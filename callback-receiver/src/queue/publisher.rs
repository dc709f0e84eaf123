//! RabbitMQ forwarding of verified callbacks.
//!
//! One connection and one confirm-mode channel are shared by all handler
//! tasks. The link is opened on first use and reopened after it drops; a
//! callback only counts as forwarded once the broker acks it.

use std::sync::Arc;

use anyhow::{bail, Context, Result};
use lapin::{
    options::{BasicPublishOptions, ConfirmSelectOptions, QueueDeclareOptions},
    types::FieldTable,
    BasicProperties, Channel, Connection, ConnectionProperties,
};
use tokio::sync::Mutex;
use tracing::{info, warn};

use super::types::{VerifiedCallback, VERIFIED_QUEUE};

/// Publishes verified callbacks to `verified_callbacks`.
#[derive(Clone)]
pub struct Publisher {
    url: Arc<str>,
    link: Arc<Mutex<Option<Link>>>,
}

struct Link {
    connection: Connection,
    channel: Channel,
}

impl Link {
    async fn open(url: &str) -> Result<Self> {
        let connection = Connection::connect(url, ConnectionProperties::default())
            .await
            .context("Failed to connect to RabbitMQ")?;
        let channel = connection
            .create_channel()
            .await
            .context("Failed to create channel")?;

        channel
            .confirm_select(ConfirmSelectOptions::default())
            .await
            .context("Failed to enable publisher confirms")?;

        let durable = QueueDeclareOptions {
            durable: true,
            ..Default::default()
        };
        channel
            .queue_declare(VERIFIED_QUEUE, durable, FieldTable::default())
            .await
            .context("Failed to declare verified queue")?;

        info!(queue = VERIFIED_QUEUE, "rabbitmq_link_opened");
        Ok(Self {
            connection,
            channel,
        })
    }

    fn is_usable(&self) -> bool {
        self.channel.status().connected()
    }
}

impl Publisher {
    /// Create a publisher. Nothing connects until the first publish.
    pub fn new(url: String) -> Self {
        Self {
            url: url.into(),
            link: Arc::new(Mutex::new(None)),
        }
    }

    async fn channel(&self) -> Result<Channel> {
        let mut link = self.link.lock().await;

        match link.as_ref() {
            Some(open) if open.is_usable() => Ok(open.channel.clone()),
            _ => {
                let fresh = Link::open(&self.url).await?;
                let channel = fresh.channel.clone();
                *link = Some(fresh);
                Ok(channel)
            }
        }
    }

    /// Forward one verified callback and wait for the broker's ack.
    pub async fn publish_verified(&self, callback: &VerifiedCallback) -> Result<()> {
        let channel = self.channel().await?;
        let payload = serde_json::to_vec(callback).context("Failed to serialize callback")?;
        let message_id = callback.tracking_id();

        let properties = BasicProperties::default()
            .with_delivery_mode(2)
            .with_content_type("application/json".into())
            .with_message_id(message_id.as_str().into());

        let confirmation = channel
            .basic_publish(
                "",
                VERIFIED_QUEUE,
                BasicPublishOptions::default(),
                &payload,
                properties,
            )
            .await
            .context("Failed to publish to verified queue")?
            .await
            .context("Failed to receive publisher confirm")?;

        if confirmation.is_nack() {
            bail!("broker rejected callback {}", message_id);
        }

        info!(
            queue = VERIFIED_QUEUE,
            message_id = %message_id,
            payload_length = payload.len(),
            "callback_forwarded"
        );

        Ok(())
    }

    /// Close the link if one is open.
    pub async fn close(&self) {
        let Some(link) = self.link.lock().await.take() else {
            return;
        };

        if let Err(e) = link.channel.close(200, "shutdown").await {
            warn!(error = %e, "rabbitmq_channel_close_error");
        }
        if let Err(e) = link.connection.close(200, "shutdown").await {
            warn!(error = %e, "rabbitmq_connection_close_error");
        }

        info!("rabbitmq_link_closed");
    }
}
● ● ● ● ● ● ●
- _EXERCISE AIM_
Each line above is to be restated exactly as it stands.

- _RESPONSE AREA_
filename callback-receiver/src/queue/publisher.rs
repository dc709f0e84eaf123
//! RabbitMQ forwarding of verified callbacks.
//!
//! One connection and one confirm-mode channel are shared by all handler
//! tasks. The link is opened on first use and reopened after it drops; a
//! callback only counts as forwarded once the broker acks it.

use std::sync::Arc;

use anyhow::{bail, Context, Result};
use lapin::{
    options::{BasicPublishOptions, ConfirmSelectOptions, QueueDeclareOptions},
    types::FieldTable,
    BasicProperties, Channel, Connection, ConnectionProperties,
};
use tokio::sync::Mutex;
use tracing::{info, warn};

use super::types::{VerifiedCallback, VERIFIED_QUEUE};

/// Publishes verified callbacks to `verified_callbacks`.
#[derive(Clone)]
pub struct Publisher {
    url: Arc<str>,
    link: Arc<Mutex<Option<Link>>>,
}

struct Link {
    connection: Connection,
    channel: Channel,
}

impl Link {
    async fn open(url: &str) -> Result<Self> {
        let connection = Connection::connect(url, ConnectionProperties::default())
            .await
            .context("Failed to connect to RabbitMQ")?;
        let channel = connection
            .create_channel()
            .await
            .context("Failed to create channel")?;

        channel
            .confirm_select(ConfirmSelectOptions::default())
            .await
            .context("Failed to enable publisher confirms")?;

        let durable = QueueDeclareOptions {
            durable: true,
            ..Default::default()
        };
        channel
            .queue_declare(VERIFIED_QUEUE, durable, FieldTable::default())
            .await
            .context("Failed to declare verified queue")?;

        info!(queue = VERIFIED_QUEUE, "rabbitmq_link_opened");
        Ok(Self {
            connection,
            channel,
        })
    }

    fn is_usable(&self) -> bool {
        self.channel.status().connected()
    }
}

impl Publisher {
    /// Create a publisher. Nothing connects until the first publish.
    pub fn new(url: String) -> Self {
        Self {
            url: url.into(),
            link: Arc::new(Mutex::new(None)),
        }
    }

    async fn channel(&self) -> Result<Channel> {
        let mut link = self.link.lock().await;

        match link.as_ref() {
            Some(open) if open.is_usable() => Ok(open.channel.clone()),
            _ => {
                let fresh = Link::open(&self.url).await?;
                let channel = fresh.channel.clone();
                *link = Some(fresh);
                Ok(channel)
            }
        }
    }

    /// Forward one verified callback and wait for the broker's ack.
    pub async fn publish_verified(&self, callback: &VerifiedCallback) -> Result<()> {
        let channel = self.channel().await?;
        let payload = serde_json::to_vec(callback).context("Failed to serialize callback")?;
        let message_id = callback.tracking_id();

        let properties = BasicProperties::default()
            .with_delivery_mode(2)
            .with_content_type("application/json".into())
            .with_message_id(message_id.as_str().into());

        let confirmation = channel
            .basic_publish(
                "",
                VERIFIED_QUEUE,
                BasicPublishOptions::default(),
                &payload,
                properties,
            )
            .await
            .context("Failed to publish to verified queue")?
            .await
            .context("Failed to receive publisher confirm")?;

        if confirmation.is_nack() {
            bail!("broker rejected callback {}", message_id);
        }

        info!(
            queue = VERIFIED_QUEUE,
            message_id = %message_id,
            payload_length = payload.len(),
            "callback_forwarded"
        );

        Ok(())
    }

    /// Close the link if one is open.
    pub async fn close(&self) {
        let Some(link) = self.link.lock().await.take() else {
            return;
        };

        if let Err(e) = link.channel.close(200, "shutdown").await {
            warn!(error = %e, "rabbitmq_channel_close_error");
        }
        if let Err(e) = link.connection.close(200, "shutdown").await {
            warn!(error = %e, "rabbitmq_connection_close_error");
        }

        info!("rabbitmq_link_closed");
    }
}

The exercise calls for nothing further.